Write out exactly the lines of the entries below, from the first through the line containing "The module also", and nothing beyond them.

[Stored items]

.....

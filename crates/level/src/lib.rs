//! Level module - JSON level files and wire-format round records
//!
//! Levels are small JSON documents validated at load time and converted
//! into [`LevelRules`] for the engine. The DTOs here stay at the boundary;
//! nothing in the core or engine knows about serde or strings.
//!
//! A level file looks like:
//!
//! ```json
//! {
//!   "id": 3,
//!   "name": "Orchard",
//!   "rows": 9,
//!   "cols": 9,
//!   "moves": 25,
//!   "targetScore": 6000,
//!   "starThresholds": [6000, 9000, 13000],
//!   "spawn": { "weights": { "red": 20, "blue": 20, "green": 20 }, "specialChance": 0.05 },
//!   "goals": [
//!     { "kind": "score", "target": 6000 },
//!     { "kind": "collect", "element": "red", "count": 30 }
//!   ]
//! }
//! ```
//!
//! An optional `board` (grid of element names) pins the starting layout;
//! otherwise the engine generates one from the session seed. Element names
//! are matched case-insensitively.
//!
//! The module also carries the wire form of [`RoundRecord`]s
//! ([`RoundRecordDto`]), so embedding layers can stream settled cascade
//! rounds as JSON without touching core types.

use std::collections::BTreeMap;
use std::fs;
use std::path::Path;

use anyhow::{bail, Context, Result};
use serde::{Deserialize, Serialize};

use tilematch_core::{Board, MatchDetector, ScoringConfig, SpawnPolicy};
use tilematch_engine::{LevelRules, SessionGoal};
use tilematch_types::{ElementKind, MatchResult, RoundRecord, MAX_BOARD_DIM, MIN_RUN_LEN};

/// Special pool used when a level enables `specialChance` without
/// naming its own `specials`
const DEFAULT_SPECIALS: [ElementKind; 3] = [
    ElementKind::Bomb,
    ElementKind::RowClear,
    ElementKind::ColClear,
];

// ============== Level file DTOs ==============

/// One level definition as stored on disk.
#[derive(Debug, Clone, Serialize, Deserialize)]
pub struct LevelSpec {
    pub id: u32,
    #[serde(default, skip_serializing_if = "Option::is_none")]
    pub name: Option<String>,
    pub rows: u8,
    pub cols: u8,
    /// Swaps the player may spend
    pub moves: u32,
    #[serde(rename = "targetScore")]
    pub target_score: u32,
    /// Absolute star thresholds; derived from `targetScore` when absent
    #[serde(
        rename = "starThresholds",
        default,
        skip_serializing_if = "Option::is_none"
    )]
    pub star_thresholds: Option<[u32; 3]>,
    #[serde(default, skip_serializing_if = "Option::is_none")]
    pub spawn: Option<SpawnSpec>,
    /// Fixed starting board, row 0 first; generated from the seed when absent
    #[serde(default, skip_serializing_if = "Option::is_none")]
    pub board: Option<Vec<Vec<String>>>,
    pub goals: Vec<Goal>,
}

/// A win condition as stored on disk.
#[derive(Debug, Clone, PartialEq, Eq, Serialize, Deserialize)]
#[serde(tag = "kind", rename_all = "lowercase")]
pub enum Goal {
    Score { target: u32 },
    Collect { element: String, count: u32 },
}

/// Refill distribution override.
#[derive(Debug, Clone, Serialize, Deserialize)]
pub struct SpawnSpec {
    /// Element name to weight; only ordinary colors are allowed
    pub weights: BTreeMap<String, u32>,
    #[serde(
        rename = "specialChance",
        default,
        skip_serializing_if = "Option::is_none"
    )]
    pub special_chance: Option<f64>,
    /// Special kinds the chance draws from; bomb/rowClear/colClear when absent
    #[serde(default, skip_serializing_if = "Option::is_none")]
    pub specials: Option<Vec<String>>,
}

impl LevelSpec {
    /// A built-in level for when no file is given: 9x9, 20 moves, score goal.
    pub fn default_level() -> Self {
        Self {
            id: 1,
            name: Some("Quick Match".to_string()),
            rows: 9,
            cols: 9,
            moves: 20,
            target_score: 5000,
            star_thresholds: None,
            spawn: None,
            board: None,
            goals: vec![Goal::Score { target: 5000 }],
        }
    }

    /// Validate this spec and convert it into engine rules. Every check a
    /// level file can fail happens here, with the offending field named.
    pub fn rules(&self) -> Result<LevelRules> {
        if self.rows == 0 || self.rows as usize > MAX_BOARD_DIM {
            bail!(
                "level {}: rows must be between 1 and {}, got {}",
                self.id,
                MAX_BOARD_DIM,
                self.rows
            );
        }
        if self.cols == 0 || self.cols as usize > MAX_BOARD_DIM {
            bail!(
                "level {}: cols must be between 1 and {}, got {}",
                self.id,
                MAX_BOARD_DIM,
                self.cols
            );
        }
        if (self.rows as usize) < MIN_RUN_LEN && (self.cols as usize) < MIN_RUN_LEN {
            bail!(
                "level {}: a {}x{} board can never contain a run",
                self.id,
                self.rows,
                self.cols
            );
        }
        if self.moves == 0 {
            bail!("level {}: moves must be positive", self.id);
        }
        if self.target_score == 0 {
            bail!("level {}: targetScore must be positive", self.id);
        }
        if let Some(t) = self.star_thresholds {
            if !(t[0] < t[1] && t[1] < t[2]) {
                bail!(
                    "level {}: starThresholds must be strictly ascending, got {:?}",
                    self.id,
                    t
                );
            }
        }
        if self.goals.is_empty() {
            bail!("level {}: at least one goal is required", self.id);
        }

        let goals = self.session_goals()?;
        let spawn = self.spawn_policy()?;
        let preset = self.preset_board()?;

        Ok(LevelRules {
            rows: self.rows,
            cols: self.cols,
            moves: self.moves,
            target_score: self.target_score,
            star_thresholds: self.star_thresholds,
            goals,
            spawn,
            scoring: ScoringConfig::default(),
            preset,
        })
    }

    fn session_goals(&self) -> Result<Vec<SessionGoal>> {
        let mut goals = Vec::with_capacity(self.goals.len());
        for (i, goal) in self.goals.iter().enumerate() {
            match goal {
                Goal::Score { target } => {
                    if *target == 0 {
                        bail!("level {}: goal {}: score target must be positive", self.id, i);
                    }
                    goals.push(SessionGoal::Score { target: *target });
                }
                Goal::Collect { element, count } => {
                    if *count == 0 {
                        bail!("level {}: goal {}: collect count must be positive", self.id, i);
                    }
                    let kind = ElementKind::from_str(element).with_context(|| {
                        format!("level {}: goal {}: unknown element {:?}", self.id, i, element)
                    })?;
                    if kind.is_empty() {
                        bail!("level {}: goal {}: cannot collect empty cells", self.id, i);
                    }
                    goals.push(SessionGoal::Collect {
                        kind,
                        target: *count,
                    });
                }
            }
        }
        Ok(goals)
    }

    fn spawn_policy(&self) -> Result<SpawnPolicy> {
        let Some(spec) = &self.spawn else {
            return Ok(SpawnPolicy::default());
        };

        let mut weights = Vec::with_capacity(spec.weights.len());
        for (name, weight) in &spec.weights {
            let kind = ElementKind::from_str(name)
                .with_context(|| format!("level {}: spawn weight: unknown element {:?}", self.id, name))?;
            if !kind.is_ordinary() {
                bail!(
                    "level {}: spawn weight for {:?}: only ordinary colors spawn by weight",
                    self.id,
                    name
                );
            }
            weights.push((kind, *weight));
        }
        if weights.iter().all(|(_, w)| *w == 0) {
            bail!(
                "level {}: spawn weights need at least one positive ordinary color",
                self.id
            );
        }
        let mut policy = SpawnPolicy::new(&weights);

        if let Some(chance) = spec.special_chance {
            if !(0.0..=1.0).contains(&chance) {
                bail!(
                    "level {}: specialChance must be within 0..1, got {}",
                    self.id,
                    chance
                );
            }
            let specials = match &spec.specials {
                None => DEFAULT_SPECIALS.to_vec(),
                Some(names) => {
                    let mut kinds = Vec::with_capacity(names.len());
                    for name in names {
                        let kind = ElementKind::from_str(name).with_context(|| {
                            format!("level {}: specials: unknown element {:?}", self.id, name)
                        })?;
                        if !kind.is_special() {
                            bail!(
                                "level {}: specials: {:?} is not a special element",
                                self.id,
                                name
                            );
                        }
                        kinds.push(kind);
                    }
                    kinds
                }
            };
            policy = policy.with_special(chance, &specials);
        }
        Ok(policy)
    }

    fn preset_board(&self) -> Result<Option<Board>> {
        let Some(rows) = &self.board else {
            return Ok(None);
        };

        if rows.len() != self.rows as usize {
            bail!(
                "level {}: board has {} rows, expected {}",
                self.id,
                rows.len(),
                self.rows
            );
        }
        let mut grid = Vec::with_capacity(rows.len());
        for (r, row) in rows.iter().enumerate() {
            if row.len() != self.cols as usize {
                bail!(
                    "level {}: board row {} has {} cells, expected {}",
                    self.id,
                    r,
                    row.len(),
                    self.cols
                );
            }
            let mut kinds = Vec::with_capacity(row.len());
            for (c, name) in row.iter().enumerate() {
                let kind = ElementKind::from_str(name).with_context(|| {
                    format!("level {}: board cell {},{}: unknown element {:?}", self.id, r, c, name)
                })?;
                if kind.is_empty() {
                    bail!(
                        "level {}: board cell {},{}: holes are not supported",
                        self.id,
                        r,
                        c
                    );
                }
                kinds.push(kind);
            }
            grid.push(kinds);
        }

        let board = match Board::from_rows(&grid) {
            Some(board) => board,
            None => bail!("level {}: board grid is not well-formed", self.id),
        };
        let matches = MatchDetector::new().find_matches(&board, &ScoringConfig::default());
        if !matches.is_empty() {
            bail!(
                "level {}: board starts with {} ready-made match(es)",
                self.id,
                matches.len()
            );
        }
        Ok(Some(board))
    }
}

/// Parse and validate one level document.
pub fn parse_level(text: &str) -> Result<LevelSpec> {
    let spec: LevelSpec = serde_json::from_str(text).context("malformed level JSON")?;
    spec.rules()?;
    Ok(spec)
}

/// Load and validate a level file.
pub fn load_level(path: &Path) -> Result<LevelSpec> {
    let text = fs::read_to_string(path)
        .with_context(|| format!("cannot read level file {}", path.display()))?;
    parse_level(&text).with_context(|| format!("invalid level file {}", path.display()))
}

// ============== Round record wire format ==============

/// Board coordinate on the wire.
#[derive(Debug, Clone, Copy, PartialEq, Eq, Serialize, Deserialize)]
pub struct PosDto {
    pub row: u8,
    pub col: u8,
}

/// A matched cell: id plus where it sat.
#[derive(Debug, Clone, Copy, PartialEq, Eq, Serialize, Deserialize)]
pub struct CellRefDto {
    pub id: u64,
    pub row: u8,
    pub col: u8,
}

/// One match inside a settled round.
#[derive(Debug, Clone, PartialEq, Eq, Serialize, Deserialize)]
pub struct MatchDto {
    pub kind: String,
    pub shape: String,
    pub cells: Vec<CellRefDto>,
    pub anchor: PosDto,
    pub score: u32,
    #[serde(
        rename = "specialReward",
        default,
        skip_serializing_if = "Option::is_none"
    )]
    pub special_reward: Option<String>,
}

#[derive(Debug, Clone, PartialEq, Eq, Serialize, Deserialize)]
pub struct EliminatedDto {
    pub id: u64,
    pub row: u8,
    pub col: u8,
    pub kind: String,
}

#[derive(Debug, Clone, Copy, PartialEq, Eq, Serialize, Deserialize)]
pub struct FallenDto {
    pub id: u64,
    pub from: PosDto,
    pub to: PosDto,
}

#[derive(Debug, Clone, PartialEq, Eq, Serialize, Deserialize)]
pub struct SpawnedDto {
    pub id: u64,
    pub row: u8,
    pub col: u8,
    pub kind: String,
}

/// Wire form of one settled cascade round, for replay and analytics.
#[derive(Debug, Clone, PartialEq, Eq, Serialize, Deserialize)]
pub struct RoundRecordDto {
    pub round: u32,
    pub combo: u32,
    #[serde(rename = "roundScore")]
    pub round_score: u32,
    pub matches: Vec<MatchDto>,
    pub eliminated: Vec<EliminatedDto>,
    pub fallen: Vec<FallenDto>,
    pub spawned: Vec<SpawnedDto>,
}

impl From<&MatchResult> for MatchDto {
    fn from(m: &MatchResult) -> Self {
        Self {
            kind: m.kind.as_str().to_string(),
            shape: m.shape.as_str().to_string(),
            cells: m
                .cells
                .iter()
                .map(|c| CellRefDto {
                    id: c.id,
                    row: c.pos.row,
                    col: c.pos.col,
                })
                .collect(),
            anchor: PosDto {
                row: m.anchor.row,
                col: m.anchor.col,
            },
            score: m.score,
            special_reward: m.special_reward.map(|k| k.as_str().to_string()),
        }
    }
}

impl From<&RoundRecord> for RoundRecordDto {
    fn from(r: &RoundRecord) -> Self {
        Self {
            round: r.round,
            combo: r.combo,
            round_score: r.round_score,
            matches: r.matches.iter().map(MatchDto::from).collect(),
            eliminated: r
                .eliminated
                .iter()
                .map(|e| EliminatedDto {
                    id: e.id,
                    row: e.pos.row,
                    col: e.pos.col,
                    kind: e.kind.as_str().to_string(),
                })
                .collect(),
            fallen: r
                .fallen
                .iter()
                .map(|f| FallenDto {
                    id: f.id,
                    from: PosDto {
                        row: f.from.row,
                        col: f.from.col,
                    },
                    to: PosDto {
                        row: f.to.row,
                        col: f.to.col,
                    },
                })
                .collect(),
            spawned: r
                .spawned
                .iter()
                .map(|s| SpawnedDto {
                    id: s.id,
                    row: s.pos.row,
                    col: s.pos.col,
                    kind: s.kind.as_str().to_string(),
                })
                .collect(),
        }
    }
}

.....

## [Response below]
filename crates/level/src/lib.rs
//! Level module - JSON level files and wire-format round records
//!
//! Levels are small JSON documents validated at load time and converted
//! into [`LevelRules`] for the engine. The DTOs here stay at the boundary;
//! nothing in the core or engine knows about serde or strings.
//!
//! A level file looks like:
//!
//! ```json
//! {
//!   "id": 3,
//!   "name": "Orchard",
//!   "rows": 9,
//!   "cols": 9,
//!   "moves": 25,
//!   "targetScore": 6000,
//!   "starThresholds": [6000, 9000, 13000],
//!   "spawn": { "weights": { "red": 20, "blue": 20, "green": 20 }, "specialChance": 0.05 },
//!   "goals": [
//!     { "kind": "score", "target": 6000 },
//!     { "kind": "collect", "element": "red", "count": 30 }
//!   ]
//! }
//! ```
//!
//! An optional `board` (grid of element names) pins the starting layout;
//! otherwise the engine generates one from the session seed. Element names
//! are matched case-insensitively.
//!
//! The module also carries the wire form of [`RoundRecord`]s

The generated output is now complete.